[Provided records]
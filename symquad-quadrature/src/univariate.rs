//! Quadrature rules for the one-dimensional domain `[-1, 1]`.

use crate::polynomial::JacobiSequence;
use crate::Rule;
use std::f64::consts::PI;

const MAX_NEWTON_ITERATIONS: usize = 50;

/// Returns $P_n(x)$ and $P_{n-1}(x)$.
fn legendre_pair(n: usize, x: f64) -> (f64, f64) {
    let mut legendre = JacobiSequence::legendre(x);
    let p_n = legendre.value(n);
    (p_n, legendre.value(n.saturating_sub(1)))
}

/// Tricomi's asymptotic approximation of the `k`-th largest root of $P_n$, `k = 1, ..., n`.
fn tricomi_root_estimate(n: usize, k: usize) -> f64 {
    let n_f = n as f64;
    let theta = PI * (4.0 * k as f64 - 1.0) / (4.0 * n_f + 2.0);
    (1.0 - 1.0 / (8.0 * n_f * n_f) + 1.0 / (8.0 * n_f * n_f * n_f)) * theta.cos()
}

/// Gauss-Legendre quadrature for the reference interval [-1, 1], with points in ascending
/// order.
///
/// Given `n` points, the rule integrates polynomials of degree up to `2 n - 1` exactly.
///
/// # Panics
///
/// Panics if zero points are requested.
pub fn gauss(num_points: usize) -> Rule<1> {
    let n = num_points;
    assert!(n > 0, "number of points must be positive");
    let n_f = n as f64;

    let mut points = Vec::with_capacity(n);
    let mut weights = Vec::with_capacity(n);

    // Smallest root first
    for k in (1..=n).rev() {
        let mut x = tricomi_root_estimate(n, k);
        for _ in 0..MAX_NEWTON_ITERATIONS {
            // (x^2 - 1) P_n'(x) = n (x P_n(x) - P_{n-1}(x))
            let (p_n, p_nm1) = legendre_pair(n, x);
            let dp_n = n_f * (x * p_n - p_nm1) / (x * x - 1.0);
            let dx = p_n / dp_n;
            x -= dx;
            if dx.abs() <= 4.0 * f64::EPSILON {
                break;
            }
        }

        // Christoffel-Darboux form of the weight, which avoids the derivative
        let (_, p_nm1) = legendre_pair(n, x);
        points.push([x]);
        weights.push(2.0 * (1.0 - x * x) / (n_f * p_nm1).powi(2));
    }

    (weights, points)
}
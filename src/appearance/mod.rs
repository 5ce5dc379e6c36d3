use std::sync::mpsc::Sender;

use anyhow::Result;

use crate::theme::Theme;

cfg_if::cfg_if!(
    if #[cfg(target_os = "linux")] {
        mod linux;
        use crate::appearance::linux::PortalSource;
        pub fn create_source() -> PortalSource {
            PortalSource::new()
        }
        pub fn set(theme: Theme) {
            linux::set(theme)
        }
        pub fn toggle() {
            linux::toggle()
        }
    } else if #[cfg(target_os = "macos")] {
        mod macos;
        use crate::appearance::macos::DefaultsSource;
        pub fn create_source() -> DefaultsSource {
            DefaultsSource::new()
        }
        pub fn set(theme: Theme) {
            macos::set(theme)
        }
        pub fn toggle() {
            macos::toggle()
        }
    }
);

/**
 * One OS appearance backend: a live read plus a blocking notification
 * subscription.
 */
pub trait AppearanceSource {
    /**
     * The current appearance, read fresh from the OS on every call. Never
     * fails; anything the OS reports outside the recognized dark marker
     * counts as light.
     */
    fn current(&self) -> Theme;

    /**
     * Subscribe to appearance-change notifications, sending one unit event
     * per delivered notification. The notification payload is ignored, only
     * its arrival matters. Blocks the calling thread indefinitely.
     */
    fn watch(&self, events: Sender<()>) -> Result<()>;
}
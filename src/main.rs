// Modules
mod action;
mod appearance;
mod cli;
mod listener;
mod theme;

use std::env;
use std::process::exit;

use tracing_subscriber::EnvFilter;

use crate::appearance::AppearanceSource;
use crate::cli::Cmd;
use crate::theme::Theme;

fn main() {
    // Diagnostics go to stderr so `get` output stays machine readable.
    let env_filter = EnvFilter::try_from_default_env().unwrap_or_else(|_| EnvFilter::new("warn"));
    tracing_subscriber::fmt()
        .with_env_filter(env_filter)
        .with_writer(std::io::stderr)
        .init();

    let args: Vec<String> = env::args().collect();
    let program = args.first().map(String::as_str).unwrap_or("dark-mode");
    let command = match cli::parse(&args) {
        Ok(command) => command,
        Err(message) => {
            eprintln!("{message}\n\n{}", cli::usage(program));
            exit(cli::EXIT_USAGE);
        }
    };

    let source = appearance::create_source();
    match command {
        Cmd::Help => print!("{}", cli::usage(program)),
        Cmd::Get => println!("{}", source.current()),
        Cmd::SetDark => appearance::set(Theme::Dark),
        Cmd::SetLight => appearance::set(Theme::Light),
        Cmd::Toggle => appearance::toggle(),
        Cmd::Listen(action) => {
            if let Err(err) = listener::listen(source, action) {
                eprintln!("{err}");
                exit(listener::ACTION_FAILURE);
            }
        }
    }
}
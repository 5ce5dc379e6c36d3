use std::io;
use std::path::PathBuf;
use std::process::{Command, ExitStatus, Stdio};

use tracing::debug;

use crate::theme::Theme;

/// What a listener runs on startup and on each appearance change. Chosen
/// once from the command line and fixed for the lifetime of the listener.
#[derive(Clone, Debug, PartialEq, Eq)]
pub enum Action {
    /// Run a user command with the literal theme name ("dark" or "light")
    /// appended as the last argument.
    Script { command: Vec<String> },
    /// Run a user command with a user-chosen label appended instead of the
    /// literal theme name.
    Labeled {
        command: Vec<String>,
        light_label: String,
        dark_label: String,
    },
    /// Run the base16 shell script matching the current theme from a themes
    /// checkout; nothing is appended to it.
    Base16 {
        root: PathBuf,
        light_name: String,
        dark_name: String,
    },
}

impl Action {
    /// Build the full command line to run for the given theme.
    pub fn command_for(&self, theme: Theme) -> Vec<String> {
        match self {
            Action::Script { command } => {
                let mut full = command.clone();
                full.push(theme.to_string());
                full
            }
            Action::Labeled {
                command,
                light_label,
                dark_label,
            } => {
                let label = match theme {
                    Theme::Dark => dark_label,
                    Theme::Light => light_label,
                };
                let mut full = command.clone();
                full.push(label.clone());
                full
            }
            Action::Base16 {
                root,
                light_name,
                dark_name,
            } => {
                let name = match theme {
                    Theme::Dark => dark_name,
                    Theme::Light => light_name,
                };
                let script = root.join("scripts").join(format!("base16-{name}.sh"));
                vec!["bash".to_string(), script.to_string_lossy().into_owned()]
            }
        }
    }

    /// Whether a failed invocation takes the listener down with it. base16
    /// scripts are fire-and-forget; user scripts are not.
    pub fn fatal_on_failure(&self) -> bool {
        !matches!(self, Action::Base16 { .. })
    }
}

/// Run an external command with the current environment, stdout and stderr
/// passed through, blocking until it exits.
pub fn run_command(command: &[String]) -> io::Result<ExitStatus> {
    let Some((program, args)) = command.split_first() else {
        return Err(io::Error::new(io::ErrorKind::InvalidInput, "empty command"));
    };
    debug!(command = %command.join(" "), "running action");
    Command::new(program)
        .args(args)
        .stdout(Stdio::inherit())
        .stderr(Stdio::inherit())
        .status()
}
use std::path::PathBuf;

use crate::action::Action;

/// Process exit status for malformed command lines.
pub const EXIT_USAGE: i32 = 1;

#[derive(Debug, PartialEq, Eq)]
pub enum Cmd {
    Help,
    Get,
    SetDark,
    SetLight,
    Toggle,
    Listen(Action),
}

pub fn usage(program: &str) -> String {
    format!(
        "Usage:
{program} (help | --help | -h)
Print this message and exit.

{program} get
Print the current mode, either \"dark\" or \"light\".

{program} dark
Set theme to dark.

{program} light
Set theme to light.

{program} toggle
Toggle the theme to the opposite one.

{program} listen [--light <label> --dark <label>] <script> [<args>...]
Listen for theme changes and run the given script.
The new theme is passed as the last argument to the script: either
\"dark\" and \"light\", or the labels given with --dark and --light.

{program} base16 --root <path> --light <name> --dark <name>
Listen for theme changes and run the matching theme script,
{{root}}/scripts/base16-{{name}}.sh, from a base16-shell checkout.
"
    )
}

/// Turn argv into a command. Errors carry the message to print above the
/// usage text.
pub fn parse(args: &[String]) -> Result<Cmd, String> {
    let Some(command) = args.get(1) else {
        return Err("Provide a command.".to_string());
    };
    match command.as_str() {
        "help" | "-h" | "--help" => Ok(Cmd::Help),
        "get" => Ok(Cmd::Get),
        "dark" => Ok(Cmd::SetDark),
        "light" => Ok(Cmd::SetLight),
        "toggle" => Ok(Cmd::Toggle),
        "listen" => parse_listen(&args[2..]),
        "base16" => parse_base16(&args[2..]),
        other => Err(format!("Invalid command: {other}.")),
    }
}

/// `listen [--light <label> --dark <label>] <script> [<args>...]`. The label
/// flags are only recognized before the script token, so the script's own
/// arguments may contain them.
fn parse_listen(rest: &[String]) -> Result<Cmd, String> {
    let mut light_label = None;
    let mut dark_label = None;
    let mut consumed = 0;
    while consumed < rest.len() {
        let flag = match rest[consumed].as_str() {
            flag @ ("--light" | "--dark") => flag,
            _ => break,
        };
        let value = rest
            .get(consumed + 1)
            .ok_or_else(|| format!("Missing value for option: {flag}."))?
            .clone();
        match flag {
            "--light" => light_label = Some(value),
            _ => dark_label = Some(value),
        }
        consumed += 2;
    }

    let command = rest[consumed..].to_vec();
    if command.is_empty() {
        return Err("Provide a hook to run on theme changes.".to_string());
    }
    match (light_label, dark_label) {
        (None, None) => Ok(Cmd::Listen(Action::Script { command })),
        (Some(light_label), Some(dark_label)) => Ok(Cmd::Listen(Action::Labeled {
            command,
            light_label,
            dark_label,
        })),
        (Some(_), None) => Err("Missing required option: --dark.".to_string()),
        (None, Some(_)) => Err("Missing required option: --light.".to_string()),
    }
}

fn parse_base16(rest: &[String]) -> Result<Cmd, String> {
    let root = required_option(rest, "--root")?;
    let light_name = required_option(rest, "--light")?;
    let dark_name = required_option(rest, "--dark")?;
    Ok(Cmd::Listen(Action::Base16 {
        root: PathBuf::from(root),
        light_name,
        dark_name,
    }))
}

/// A flag must be immediately followed by its value token.
fn required_option(args: &[String], flag: &str) -> Result<String, String> {
    let position = args
        .iter()
        .position(|arg| arg == flag)
        .ok_or_else(|| format!("Missing required option: {flag}."))?;
    args.get(position + 1)
        .cloned()
        .ok_or_else(|| format!("Missing value for option: {flag}."))
}

#[cfg(test)]
mod tests {
    use super::*;

    fn args(items: &[&str]) -> Vec<String> {
        std::iter::once("dark-mode")
            .chain(items.iter().copied())
            .map(str::to_string)
            .collect()
    }

    #[test]
    fn simple_commands() {
        assert_eq!(parse(&args(&["help"])), Ok(Cmd::Help));
        assert_eq!(parse(&args(&["-h"])), Ok(Cmd::Help));
        assert_eq!(parse(&args(&["--help"])), Ok(Cmd::Help));
        assert_eq!(parse(&args(&["get"])), Ok(Cmd::Get));
        assert_eq!(parse(&args(&["dark"])), Ok(Cmd::SetDark));
        assert_eq!(parse(&args(&["light"])), Ok(Cmd::SetLight));
        assert_eq!(parse(&args(&["toggle"])), Ok(Cmd::Toggle));
    }

    #[test]
    fn missing_command() {
        assert_eq!(parse(&args(&[])), Err("Provide a command.".to_string()));
    }

    #[test]
    fn unknown_command() {
        assert_eq!(
            parse(&args(&["bogus"])),
            Err("Invalid command: bogus.".to_string())
        );
    }

    #[test]
    fn listen_plain_script() {
        assert_eq!(
            parse(&args(&["listen", "myscript", "arg1"])),
            Ok(Cmd::Listen(Action::Script {
                command: vec!["myscript".to_string(), "arg1".to_string()],
            }))
        );
    }

    #[test]
    fn listen_requires_a_script() {
        assert!(parse(&args(&["listen"])).is_err());
        assert!(parse(&args(&["listen", "--light", "ON", "--dark", "OFF"])).is_err());
    }

    #[test]
    fn listen_with_labels() {
        assert_eq!(
            parse(&args(&["listen", "--light", "ON", "--dark", "OFF", "myscript", "arg1"])),
            Ok(Cmd::Listen(Action::Labeled {
                command: vec!["myscript".to_string(), "arg1".to_string()],
                light_label: "ON".to_string(),
                dark_label: "OFF".to_string(),
            }))
        );
    }

    #[test]
    fn listen_label_flags_after_script_are_payload() {
        assert_eq!(
            parse(&args(&["listen", "myscript", "--dark", "x"])),
            Ok(Cmd::Listen(Action::Script {
                command: vec!["myscript".to_string(), "--dark".to_string(), "x".to_string()],
            }))
        );
    }

    #[test]
    fn listen_with_one_label_is_an_error() {
        assert_eq!(
            parse(&args(&["listen", "--light", "ON", "myscript"])),
            Err("Missing required option: --dark.".to_string())
        );
        assert_eq!(
            parse(&args(&["listen", "--dark", "OFF", "myscript"])),
            Err("Missing required option: --light.".to_string())
        );
    }

    #[test]
    fn listen_flag_without_value() {
        assert_eq!(
            parse(&args(&["listen", "--light"])),
            Err("Missing value for option: --light.".to_string())
        );
    }

    #[test]
    fn base16_full_form() {
        assert_eq!(
            parse(&args(&[
                "base16", "--root", "/themes", "--light", "one", "--dark", "two",
            ])),
            Ok(Cmd::Listen(Action::Base16 {
                root: PathBuf::from("/themes"),
                light_name: "one".to_string(),
                dark_name: "two".to_string(),
            }))
        );
    }

    #[test]
    fn base16_flag_order_does_not_matter() {
        assert_eq!(
            parse(&args(&[
                "base16", "--dark", "two", "--root", "/themes", "--light", "one",
            ])),
            Ok(Cmd::Listen(Action::Base16 {
                root: PathBuf::from("/themes"),
                light_name: "one".to_string(),
                dark_name: "two".to_string(),
            }))
        );
    }

    #[test]
    fn base16_missing_root() {
        assert_eq!(
            parse(&args(&["base16", "--light", "one", "--dark", "two"])),
            Err("Missing required option: --root.".to_string())
        );
    }

    #[test]
    fn base16_flag_without_value() {
        assert_eq!(
            parse(&args(&["base16", "--light", "one", "--dark", "two", "--root"])),
            Err("Missing value for option: --root.".to_string())
        );
    }

    #[test]
    fn usage_names_every_command() {
        let text = usage("dark-mode");
        for needle in ["help", "get", "dark", "light", "toggle", "listen", "base16", "--root"] {
            assert!(text.contains(needle), "usage is missing {needle}");
        }
    }
}
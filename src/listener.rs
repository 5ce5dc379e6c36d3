use std::sync::mpsc::{self, Receiver};
use std::thread;

use anyhow::{anyhow, Result};
use tracing::debug;

use crate::action::{self, Action};
use crate::appearance::AppearanceSource;
use crate::theme::Theme;

/// Process exit status when a user script fails.
pub const ACTION_FAILURE: i32 = 2;

/// Run the action for the current theme once, then once per appearance
/// change notification, forever under normal operation. Notifications queue
/// while an invocation is in flight and are handled one at a time, in
/// arrival order.
pub fn listen<S>(source: S, action: Action) -> Result<()>
where
    S: AppearanceSource + Copy + Send + 'static,
{
    invoke(&action, source.current())?;

    let (events, queued) = mpsc::channel();
    let consumer_action = action.clone();
    thread::spawn(move || {
        if let Err(err) = drain_events(&queued, source, &consumer_action) {
            eprintln!("{err}");
            std::process::exit(ACTION_FAILURE);
        }
    });

    source.watch(events)
}

/// Handle queued notifications until the watcher goes away. Each event is a
/// fresh theme read followed by one action invocation.
fn drain_events<S: AppearanceSource>(
    queued: &Receiver<()>,
    source: S,
    action: &Action,
) -> Result<()> {
    for () in queued.iter() {
        invoke(action, source.current())?;
    }
    Ok(())
}

fn invoke(action: &Action, theme: Theme) -> Result<()> {
    let command = action.command_for(theme);
    let failed = match action::run_command(&command) {
        Ok(status) => !status.success(),
        Err(_) => true,
    };
    if failed {
        if action.fatal_on_failure() {
            return Err(anyhow!("Error running script: {}", command.join(" ")));
        }
        debug!(command = %command.join(" "), "ignoring failed theme script");
    }
    Ok(())
}
//! Error types used at the edges of the dispatcher.
//!
//! The core dispatch loop (§4.7 of the design) never lets a sink or transformer
//! error escape a single (record, sink) attempt — see [`crate::orchestrator`].
//! The types here cover the places where a failure really does need to
//! propagate: process setup and the DLQ's own I/O.

use std::path::PathBuf;

/// Failures that prevent the orchestrator from starting at all.
///
/// Everything else (a bad config section, an unreadable DLQ file, a single
/// sink outage) is absorbed and logged rather than returned here.
#[derive(Debug, thiserror::Error)]
pub enum SetupError {
    #[error("input file {path} could not be opened: {source}")]
    InputUnreadable {
        path: PathBuf,
        #[source]
        source: std::io::Error,
    },

    #[error("queue.capacity must be greater than zero")]
    InvalidQueueCapacity,

    #[error("sinks.{role}.rateLimit must be greater than zero")]
    InvalidRateLimit { role: String },
}

/// Non-fatal failure appending to the durable DLQ file.
///
/// The DLQ contract (§4.4) is best-effort: a durability error is logged and
/// never propagated to the dispatch task that reported the failure.
#[derive(Debug, thiserror::Error)]
pub enum DlqWriteError {
    #[error("failed to create DLQ parent directory {path}: {source}")]
    CreateDir {
        path: PathBuf,
        #[source]
        source: std::io::Error,
    },

    #[error("failed to open DLQ file {path}: {source}")]
    Open {
        path: PathBuf,
        #[source]
        source: std::io::Error,
    },

    #[error("failed to append DLQ record: {source}")]
    Append {
        #[source]
        source: std::io::Error,
    },

    #[error("failed to serialize failure record: {source}")]
    Serialize {
        #[source]
        source: serde_json::Error,
    },
}

#[cfg(test)]
mod tests {
    use super::*;

    #[test]
    fn setup_error_messages_name_the_offending_key() {
        let err = SetupError::InvalidRateLimit { role: "rest".to_string() };
        assert_eq!(err.to_string(), "sinks.rest.rateLimit must be greater than zero");

        let err = SetupError::InvalidQueueCapacity;
        assert_eq!(err.to_string(), "queue.capacity must be greater than zero");
    }

    #[test]
    fn input_unreadable_carries_the_path_and_source() {
        let io_err = std::io::Error::new(std::io::ErrorKind::NotFound, "no such file");
        let err = SetupError::InputUnreadable { path: PathBuf::from("sample-data/input.json"), source: io_err };
        let msg = err.to_string();
        assert!(msg.contains("sample-data/input.json"));
        assert!(msg.contains("no such file"));
    }

    #[test]
    fn dlq_errors_are_std_error() {
        fn assert_error<E: std::error::Error>(_: &E) {}
        let err = DlqWriteError::Append { source: std::io::Error::new(std::io::ErrorKind::Other, "disk full") };
        assert_error(&err);
        assert!(err.to_string().contains("disk full"));
    }
}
[/Provided records]
Problem description: Each line in the records above that contains the word "running" must be copied.

Task result:
    debug!(command = %command.join(" "), "running action");
            return Err(anyhow!("Error running script: {}", command.join(" ")));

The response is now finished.